In July we attended the wedding of the son of a dear friend. Because we didn’t know Seattle, we indulged ourselves by taking Lyft around town. We had drivers from Ethiopia, Africa, Afghanistan and India, among other places.
But one young man was homegrown, from the States. His name was Patrick. When I identified myself as a liberal, Patrick said he wasn’t.
“Oh?” I responded.
He said he was a socialist, as were many young people in the Pacific Northwest, according to him. He proceeded to dissect the 2016 presidential election, laying the blame on “Neoliberalism,” and calling Hillary “a man in a pantsuit.” He said he was ready for a true female candidate for president.
Hillary is now on the book tour circuit promoting her campaign memoir, What Happened. Although I haven’t finished the book, I have read up through the chapter titled “On Being a Woman in Politics,” in which she asks: “What makes me such a lightning rod for fury?”
She talks about the cottage industry that set out to investigate Whitewater, Travelgate, emailgate, then says: “But I think there’s another explanation for the skepticism I’ve faced in public life. I think it’s partly because I’m a woman.”
This seems like the understatement of the century.
Hillary was defeated by a man who is perhaps the most unreconstructed sexist in our midst. Just this week Trump retweeted a GIF that showed him hitting a golf ball that struck Hillary in the back, knocking her down.
Hillary was voted against by 53 percent of white women, who voted for our president despite a tape that showed him bragging about grabbing women in the privates.
Hillary was pilloried by crowds at campaign rallies yelling “Lock Her Up!” and “Guilty! Guilty!”
In What Happened, Hillary asks: “What in the world was this? I’ve been in politics for a long time, but I was taken aback by the flood of hatred that seemed only to grow as we got closer to Election Day. I had left the State Department one of the most admired public servants in America. Now people seemed to think I was evil. Not just ‘not my cup of tea’ but evil. It was flabbergasting and frightening.”
Right after the election, when it became clear that the improbable had happened and Trump had won the Electoral College, one of my first thoughts was “Geez, people really hate women!”

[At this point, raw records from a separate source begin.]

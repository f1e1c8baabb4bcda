//! Moving-window request budgets.
//!
//! Two tiers guard every inbound request: a primary rule applied per client,
//! and a secondary rule applied per client+route (explicit per-route entries
//! with a default fallback). An exemption list (health checks) bypasses both
//! tiers. A breach is tagged with its tier so callers can distinguish global
//! throttling from route-specific throttling.

use chrono::{DateTime, Utc};
use std::collections::{HashMap, HashSet, VecDeque};
use std::sync::{Mutex, MutexGuard, PoisonError};
use std::sync::Arc;
use std::time::{Duration, Instant};

use crate::error::{Error, LimitTier, Result};

const DEFAULT_PRIMARY_LIMIT: u32 = 120;
const DEFAULT_SECONDARY_LIMIT: u32 = 30;
const DEFAULT_WINDOW: Duration = Duration::from_secs(60);

/// A budget: at most `limit` hits within any `window`-long interval.
#[derive(Debug, Clone, Copy, PartialEq, Eq)]
pub struct Rule {
    pub limit: u32,
    pub window: Duration,
}

impl Rule {
    #[must_use]
    pub fn new(limit: u32, window: Duration) -> Self {
        Self { limit, window }
    }
}

/// Remaining budget and when the oldest hit falls out of the window.
#[derive(Debug, Clone, Copy, PartialEq, Eq)]
pub struct WindowStats {
    pub remaining: u32,
    pub reset_at: DateTime<Utc>,
}

pub trait RateLimiter: Send + Sync {
    /// Count a hit. Returns false, leaving the window untouched, when the
    /// hit would push the count past the rule's limit.
    fn hit(&self, rule: &Rule, subject: &str, cost: u32) -> bool;

    /// Remaining budget for response metadata.
    fn window_stats(&self, rule: &Rule, subject: &str) -> WindowStats;
}

/// In-process moving-window limiter. Prune, compare, and append happen under
/// one lock per call, so two racing hits cannot both claim the last slot.
#[derive(Default)]
pub struct MovingWindowLimiter {
    windows: Mutex<HashMap<String, VecDeque<Instant>>>,
}

impl MovingWindowLimiter {
    #[must_use]
    pub fn new() -> Self {
        Self::default()
    }

    fn windows(&self) -> MutexGuard<'_, HashMap<String, VecDeque<Instant>>> {
        self.windows.lock().unwrap_or_else(PoisonError::into_inner)
    }

    #[cfg(test)]
    fn tracked_subjects(&self) -> usize {
        self.windows().len()
    }
}

fn prune(window: &mut VecDeque<Instant>, horizon: Duration, now: Instant) {
    while window
        .front()
        .is_some_and(|hit| now.duration_since(*hit) >= horizon)
    {
        window.pop_front();
    }
}

impl RateLimiter for MovingWindowLimiter {
    fn hit(&self, rule: &Rule, subject: &str, cost: u32) -> bool {
        let now = Instant::now();
        let mut windows = self.windows();
        let window = windows.entry(subject.to_string()).or_default();
        prune(window, rule.window, now);

        let admitted = window.len() as u64 + u64::from(cost) <= u64::from(rule.limit);
        if admitted {
            for _ in 0..cost {
                window.push_back(now);
            }
        }
        // Subjects whose window pruned (or stayed) empty are not tracked.
        if window.is_empty() {
            windows.remove(subject);
        }
        admitted
    }

    fn window_stats(&self, rule: &Rule, subject: &str) -> WindowStats {
        let now = Instant::now();
        let mut windows = self.windows();

        let mut used = 0u32;
        let mut until_reset = Duration::ZERO;
        if let Some(window) = windows.get_mut(subject) {
            prune(window, rule.window, now);
            used = u32::try_from(window.len()).unwrap_or(u32::MAX);
            until_reset = window
                .front()
                .map(|oldest| rule.window.saturating_sub(now.duration_since(*oldest)))
                .unwrap_or_default();
        }
        if used == 0 {
            windows.remove(subject);
        }

        let reset_at = Utc::now()
            + chrono::Duration::from_std(until_reset).unwrap_or_else(|_| chrono::Duration::zero());

        WindowStats {
            remaining: rule.limit.saturating_sub(used),
            reset_at,
        }
    }
}

/// Limiter that admits everything; local dev seam.
#[derive(Clone, Debug, Default)]
pub struct NoopRateLimiter;

impl RateLimiter for NoopRateLimiter {
    fn hit(&self, _rule: &Rule, _subject: &str, _cost: u32) -> bool {
        true
    }

    fn window_stats(&self, rule: &Rule, _subject: &str) -> WindowStats {
        WindowStats {
            remaining: rule.limit,
            reset_at: Utc::now(),
        }
    }
}

/// Maps (method, path) to the two limiter tiers.
pub struct RoutePolicy {
    limiter: Arc<dyn RateLimiter>,
    primary: Rule,
    default_secondary: Rule,
    routes: HashMap<(String, String), Rule>,
    exempt: HashSet<(String, String)>,
}

impl RoutePolicy {
    #[must_use]
    pub fn new(limiter: Arc<dyn RateLimiter>) -> Self {
        Self {
            limiter,
            primary: Rule::new(DEFAULT_PRIMARY_LIMIT, DEFAULT_WINDOW),
            default_secondary: Rule::new(DEFAULT_SECONDARY_LIMIT, DEFAULT_WINDOW),
            routes: HashMap::new(),
            exempt: HashSet::new(),
        }
    }

    #[must_use]
    pub fn with_primary_rule(mut self, rule: Rule) -> Self {
        self.primary = rule;
        self
    }

    #[must_use]
    pub fn with_default_secondary_rule(mut self, rule: Rule) -> Self {
        self.default_secondary = rule;
        self
    }

    #[must_use]
    pub fn with_route_rule(mut self, method: &str, path: &str, rule: Rule) -> Self {
        self.routes
            .insert((method.to_string(), path.to_string()), rule);
        self
    }

    /// Exempt a route from both tiers (health checks).
    #[must_use]
    pub fn with_exempt_route(mut self, method: &str, path: &str) -> Self {
        self.exempt.insert((method.to_string(), path.to_string()));
        self
    }

    fn secondary_rule(&self, method: &str, path: &str) -> Rule {
        self.routes
            .get(&(method.to_string(), path.to_string()))
            .copied()
            .unwrap_or(self.default_secondary)
    }

    /// Admit or reject one request.
    ///
    /// # Errors
    /// Returns `RateLimited` tagged with the tier that tripped.
    pub fn check(&self, method: &str, path: &str, client: &str) -> Result<()> {
        if self.exempt.contains(&(method.to_string(), path.to_string())) {
            return Ok(());
        }

        let primary_subject = format!("{client}|primary");
        if !self.limiter.hit(&self.primary, &primary_subject, 1) {
            return Err(Error::RateLimited {
                tier: LimitTier::Primary,
            });
        }

        let rule = self.secondary_rule(method, path);
        let secondary_subject = format!("{client}|{method} {path}");
        if !self.limiter.hit(&rule, &secondary_subject, 1) {
            return Err(Error::RateLimited {
                tier: LimitTier::Secondary,
            });
        }

        Ok(())
    }

    /// Remaining secondary budget for a route, for response metadata.
    #[must_use]
    pub fn route_stats(&self, method: &str, path: &str, client: &str) -> WindowStats {
        let rule = self.secondary_rule(method, path);
        let subject = format!("{client}|{method} {path}");
        self.limiter.window_stats(&rule, &subject)
    }
}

This has been a tough year for many people, but I think especially for women. Women in my writers’ group have said they feel stuck. Women in my social circle have said they have been depressed since the election. The last time I felt really buoyant was the day before James Comey re-opened the e-mail investigation. I was briefly cheered by the huge numbers that turned out for the Women’s March, but the months since Trump’s election have been surreal and eroding.
Maybe that’s partly why I’ve visited presidential libraries this year, to view evidence of presidents who were more presidential-acting than our current one. In June my husband and I toured the George W. Bush Presidential Library and Museum in Dallas. Bush is from my hometown of Midland, Texas, so I have a curiosity about him. Finding himself restless in retirement, he read Churchill’s book on painting and decided he would take it up. Currently on exhibit is “Portraits of Courage,” oil paintings of 66 “wounded warriors,” post 9/11 veterans of the Afghanistan and Iraq wars. The paintings are heavily textured and seem to capture the essence of the person. Painting has obviously been a kind of penance for invading Iraq. With his art and his initiative to help vets transition into civilian life, Bush has put his post-presidency to positive use.
I also felt emotional in August touring Bill Clinton’s presidential library in Little Rock with my husband and our 20-year-old son, but my feelings were altogether more complicated. Watching the introductory film, I felt disappointed at the opportunities squandered by the sexual scandal and impeachment proceedings, and wondered how much baggage Bill presented for Hillary in her bid to become our first woman president. That said, he is a skilled, policy-wonkish politician, as is evident in his museum.
When our Lyft driver said he wanted to vote for a real woman, not just a man in a pantsuit, I think he was saying he would vote for a perfect woman candidate, or maybe a woman with Bernie’s politics and Hillary’s experience. Hillary was flawed ― in love with big donors, not candid enough on the campaign trail, not on the ground enough in the Rust Belt, etc. – but whatever her shortcomings, they fill a thimble compared to those displayed by the current occupant of the office. In her book, Hillary lists Russian meddling, Comey interference, the media’s preoccupation with her e-mails, as well as voter discontent as costing her the presidency.
She makes a distinction between sexism (discomfort at women in power) and misogyny (woman-hating). As she writes, both were at play in her defeat. As a country, we need to grow up, to get over the resistance to being led by a female.
Hillary’s loss, in short, is our loss.